Is activism through disruption a powerful way of changing minds or harmful to progress? Alex Lewis of purpose specialists Revolt looks into what brands can learn from recent activist stunts.

Just Stop Oil protesters marching in London

If brands want to learn about purpose, should they pay attention to activists like Just Stop Oil? / Credit: Just Stop Oil

Just Stop Oil has hit the headlines time and time again in recent weeks with protests including spray painting car showrooms, multiple road block gauges, climbing a gantry on London’s M25 and recently occupying beds in Harrods. News coverage has shown furious members of the public pulling protestors out of roads, and people have been incredulous about some of the actions, particularly throwing soup over a Van Gogh.

What does all this have to do with stopping oil companies from plundering the environment? Why does Just Stop Oil seem intent on disrupting ordinary lives? These are some of the questions that are being asked. Totally understandable – but it’s not what we should be asking.

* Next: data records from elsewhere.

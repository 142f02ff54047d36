//! Job discovery for release trees.
//!
//! A release tree is a lazily evaluated set of attribute sets whose leaves
//! are derivations. [`find_jobs`] walks such a tree through an
//! [`Evaluator`], records a [`JobDescriptor`] or an error for every job it
//! finds, and registers each job's derivation as a GC root.

pub mod aggregate;
pub mod attr_path;
pub mod classify;
pub mod config;
pub mod document;
pub mod error;
pub mod job;
pub mod meta;
pub mod report;
pub mod roots;
pub mod value;
pub mod walker;

use std::path::Path;

pub use attr_path::AttrPath;
pub use config::EvalConfig;
pub use document::DocumentEvaluator;
pub use error::{Error, Result};
pub use job::JobDescriptor;
pub use report::{Report, ReportEntry, ReportLayout};
pub use roots::{LocalStore, RootOutcome, RootRegistrar, Store};
pub use value::{AutoArg, AutoArgs, Context, Evaluator, Whnf};
pub use walker::{Interrupt, WalkStats, Walker};

/// Walks `root` with the settings in `config`. `store` may be `None` when
/// no store is reachable, in which case no GC roots are registered.
pub fn find_jobs<E: Evaluator>(
    eval: &E,
    root: &E::Value,
    config: &EvalConfig,
    store: Option<&dyn Store>,
    interrupt: &Interrupt,
) -> Result<(Report, WalkStats)> {
    let auto_args = config.auto_args();
    let registrar = RootRegistrar::new(store, config.gc_roots_dir.as_deref(), config.dry_run);
    Walker::new(eval, &auto_args, registrar)
        .with_interrupt(interrupt.clone())
        .walk(root)
}

/// Loads a release document from disk and walks it against the local store.
pub fn evaluate_release(
    release: &Path,
    config: &EvalConfig,
    interrupt: &Interrupt,
) -> Result<(Report, WalkStats)> {
    let eval = DocumentEvaluator::from_path(release)?;
    find_jobs(&eval, eval.root(), config, Some(&LocalStore), interrupt)
}
use std::collections::BTreeSet;
use std::fs;

use jobs_eval::{
    find_jobs, DocumentEvaluator, Error, EvalConfig, Interrupt, LocalStore, Report, ReportLayout,
    WalkStats,
};
use serde_json::{json, Value};

fn run(doc: Value, config: &EvalConfig) -> jobs_eval::Result<(Report, WalkStats)> {
    let ev = DocumentEvaluator::from_json(&doc).expect("valid document");
    find_jobs(&ev, ev.root(), config, Some(&LocalStore), &Interrupt::new())
}

fn job(system: &str, out: &str) -> Value {
    json!({ "type": "derivation", "system": system, "outputs": { "out": out } })
}

fn release() -> Value {
    json!({
        "hello": {
            "type": "derivation",
            "name": "hello-2.12",
            "system": "x86_64-linux",
            "drvPath": "/store/aaa-hello-2.12.drv",
            "outputs": { "out": "/store/aaa-hello-2.12" }
        },
        "world": {
            "type": "derivation",
            "name": "world-1.0",
            "system": "x86_64-linux",
            "drvPath": "/store/bbb-world-1.0.drv",
            "outputs": { "out": "/store/bbb-world-1.0" }
        },
        "tested": {
            "type": "derivation",
            "name": "tested",
            "system": "x86_64-linux",
            "drvPath": "/store/ccc-tested.drv",
            "outPath": "/store/ccc-tested",
            "_hydraAggregate": true,
            "constituents": [{ "__ref": "hello" }, { "__ref": "world" }]
        },
        "broken": job("unknown", "/store/ddd-broken"),
        "nothing": null,
        "nested": {
            "x86_64-linux": { "__ref": "hello" },
            "aarch64-linux": null
        }
    })
}

#[test]
fn single_job_report() {
    let (report, _) = run(
        json!({ "hello": job("x86_64-linux", "/store/p") }),
        &EvalConfig::default(),
    )
    .unwrap();
    let value = report.to_json(ReportLayout::Nested).unwrap();
    assert_eq!(
        value,
        json!({
            "hello": {
                "nixName": "",
                "system": "x86_64-linux",
                "drvPath": "/store/p.drv",
                "description": "",
                "license": "",
                "homepage": "",
                "maintainers": "",
                "schedulingPriority": 100,
                "timeout": 36000,
                "maxSilent": 7200,
                "isChannel": false,
                "outputs": { "out": "/store/p" }
            }
        })
    );
}

#[test]
fn aggregate_lists_its_constituents() {
    let (report, _) = run(release(), &EvalConfig::default()).unwrap();
    let tested = report.get("tested").and_then(|e| e.as_job()).unwrap();
    let constituents: BTreeSet<&str> = tested
        .constituents
        .as_deref()
        .unwrap()
        .split(' ')
        .collect();
    assert_eq!(
        constituents,
        BTreeSet::from(["/store/aaa-hello-2.12.drv", "/store/bbb-world-1.0.drv"])
    );
    for (path, job) in report.jobs() {
        if path.to_string() != "tested" {
            assert!(job.constituents.is_none(), "{} has constituents", path);
        }
    }
}

#[test]
fn broken_job_does_not_affect_siblings() {
    let (report, stats) = run(release(), &EvalConfig::default()).unwrap();
    assert_eq!(
        report.get("broken").and_then(|e| e.as_error()),
        Some("derivation must have a ‘system’ attribute")
    );
    assert!(report.get("hello").and_then(|e| e.as_job()).is_some());
    assert!(report.get("world").and_then(|e| e.as_job()).is_some());
    assert_eq!(stats.errors, 1);
    assert_eq!(report.errors().count(), 1);
}

#[test]
fn empty_nodes_leave_no_trace() {
    let (report, _) = run(release(), &EvalConfig::default()).unwrap();
    assert!(report.get("nothing").is_none());
    assert!(report.get("nested.aarch64-linux").is_none());
    let paths: Vec<String> = report.entries().map(|(p, _)| p.to_string()).collect();
    assert_eq!(
        paths,
        vec!["broken", "hello", "nested.x86_64-linux", "tested", "world"]
    );
}

#[test]
fn shared_subtrees_are_reported_per_path() {
    let (report, _) = run(release(), &EvalConfig::default()).unwrap();
    let direct = report.get("hello").and_then(|e| e.as_job()).unwrap();
    let shared = report
        .get("nested.x86_64-linux")
        .and_then(|e| e.as_job())
        .unwrap();
    assert_eq!(direct, shared);
}

#[test]
fn unsupported_value_fails_the_whole_run() {
    let err = run(
        json!({ "ok": job("x86_64-linux", "/store/ok"), "bad": 42 }),
        &EvalConfig::default(),
    )
    .unwrap_err();
    assert!(!err.is_recoverable());
    assert_eq!(err.to_string(), "unsupported value: 42");
}

#[test]
fn gc_roots_are_created_once() {
    let dir = tempfile::tempdir().unwrap();
    let roots = dir.path().join("gcroots");
    let config = EvalConfig {
        gc_roots_dir: Some(roots.clone()),
        ..EvalConfig::default()
    };

    let (first, first_stats) = run(release(), &config).unwrap();
    // hello is reached twice but registered once; broken has no root.
    assert_eq!(first_stats.roots_created, 3);
    let mut names: Vec<String> = fs::read_dir(&roots)
        .unwrap()
        .map(|entry| entry.unwrap().file_name().to_string_lossy().into_owned())
        .collect();
    names.sort();
    assert_eq!(
        names,
        vec!["aaa-hello-2.12.drv", "bbb-world-1.0.drv", "ccc-tested.drv"]
    );

    let (second, second_stats) = run(release(), &config).unwrap();
    assert_eq!(second_stats.roots_created, 0);
    assert_eq!(first, second);
}

#[test]
fn dry_run_writes_nothing() {
    let dir = tempfile::tempdir().unwrap();
    let roots = dir.path().join("gcroots");
    let config = EvalConfig {
        gc_roots_dir: Some(roots.clone()),
        dry_run: true,
        ..EvalConfig::default()
    };
    let (_, stats) = run(release(), &config).unwrap();
    assert_eq!(stats.roots_created, 0);
    assert!(!roots.exists());
}

#[test]
fn release_function_takes_auto_args() {
    let mut config = EvalConfig::default();
    config
        .args
        .insert("supportedSystems".into(), json!(["x86_64-linux"]));
    config.argstrs.insert("version".into(), "1.2".into());
    let (report, _) = run(
        json!({
            "__lambda": {
                "args": ["supportedSystems", "version", "officialRelease"],
                "defaults": { "officialRelease": false },
                "body": {
                    "tarball": {
                        "type": "derivation",
                        "name": { "__arg": "version" },
                        "system": "x86_64-linux",
                        "outPath": "/store/t"
                    },
                    "needsPkgs": {
                        "__lambda": { "args": ["pkgs"], "body": null }
                    }
                }
            }
        }),
        &config,
    )
    .unwrap();
    assert_eq!(report.get("tarball").and_then(|e| e.as_job()).unwrap().name, "1.2");
    assert_eq!(
        report.get("needsPkgs").and_then(|e| e.as_error()),
        Some("cannot auto-call a function that has an argument without a value ‘pkgs’")
    );
}

#[test]
fn interrupt_discards_the_report() {
    let ev = DocumentEvaluator::from_json(&release()).unwrap();
    let interrupt = Interrupt::new();
    interrupt.trigger();
    let err = find_jobs(&ev, ev.root(), &EvalConfig::default(), None, &interrupt).unwrap_err();
    assert!(matches!(err, Error::Interrupted));
}

#[test]
fn aggregates_resolve_under_a_release_function() {
    let mut config = EvalConfig::default();
    config.argstrs.insert("system".into(), "x86_64-linux".into());
    let (report, stats) = run(
        json!({
            "__lambda": {
                "args": ["system"],
                "body": {
                    "hello": {
                        "type": "derivation",
                        "system": { "__arg": "system" },
                        "drvPath": "/store/aaa-hello.drv",
                        "outPath": "/store/aaa-hello"
                    },
                    "tested": {
                        "type": "derivation",
                        "system": { "__arg": "system" },
                        "outPath": "/store/ccc-tested",
                        "_hydraAggregate": true,
                        "constituents": [{ "__ref": "hello" }]
                    }
                }
            }
        }),
        &config,
    )
    .unwrap();
    assert_eq!(stats.errors, 0);
    let tested = report.get("tested").and_then(|e| e.as_job()).unwrap();
    assert_eq!(tested.constituents.as_deref(), Some("/store/aaa-hello.drv"));
}

#[test]
fn failing_metadata_is_recorded_as_an_error() {
    let (report, stats) = run(
        json!({
            "described": {
                "type": "derivation",
                "system": "x86_64-linux",
                "outPath": "/store/j",
                "meta": { "description": { "__throw": "description is broken" } }
            },
            "metaless": {
                "type": "derivation",
                "system": "x86_64-linux",
                "outPath": "/store/k",
                "meta": { "__throw": "meta broken" }
            },
            "fine": job("x86_64-linux", "/store/f")
        }),
        &EvalConfig::default(),
    )
    .unwrap();
    assert_eq!(
        report.get("described").and_then(|e| e.as_error()),
        Some("description is broken")
    );
    assert_eq!(report.get("metaless").and_then(|e| e.as_error()), Some("meta broken"));
    assert!(report.get("fine").and_then(|e| e.as_job()).is_some());
    assert_eq!(stats.errors, 2);
}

The real question is: if you’ve got everyone’s attention, how are you going to use this to help the planet?

Activism doesn’t have to start with an act that directly relates to the cause. From Gandhi and the salt march to Peta and fake blood, protests show us that the first task is to get the audience’s attention. Shock is often an effective means of doing so. But it’s what activists do once the public is listening that’s so important.

So what can brands learn from Just Stop Oil? And how can they use their activism to affect meaningful change?

Find the right fight

Extinction Rebellion began its civil disobedience strategy in 2018 to draw attention to climate change. But its ambitious and broad vision is difficult to translate into action because it requires change on many fronts simultaneously.

Movements like Just Stop Oil benefit from a specific vision that is closely connected to the action that needs to be undertaken to effect change. Oil and gas field licenses are issued by government, so there is a clear target audience who must be influenced in order for laws to be changed. With a more tangible goal and clearer action, these complex issues start to feel easier to navigate.

Brands need a similar focus to deliver change. When a brand looks at the issues affecting its business or challenging its core values, they need to go beyond talking about the problem to articulating a solution that is relevant to both the business and its customers. This mutual benefit can be used to frame the ‘fight’. For instance, Patagonia’s commitment to reducing waste through its Worn Wear program benefits customers who get to extend the life of their existing gear through high-quality repairs from the brand.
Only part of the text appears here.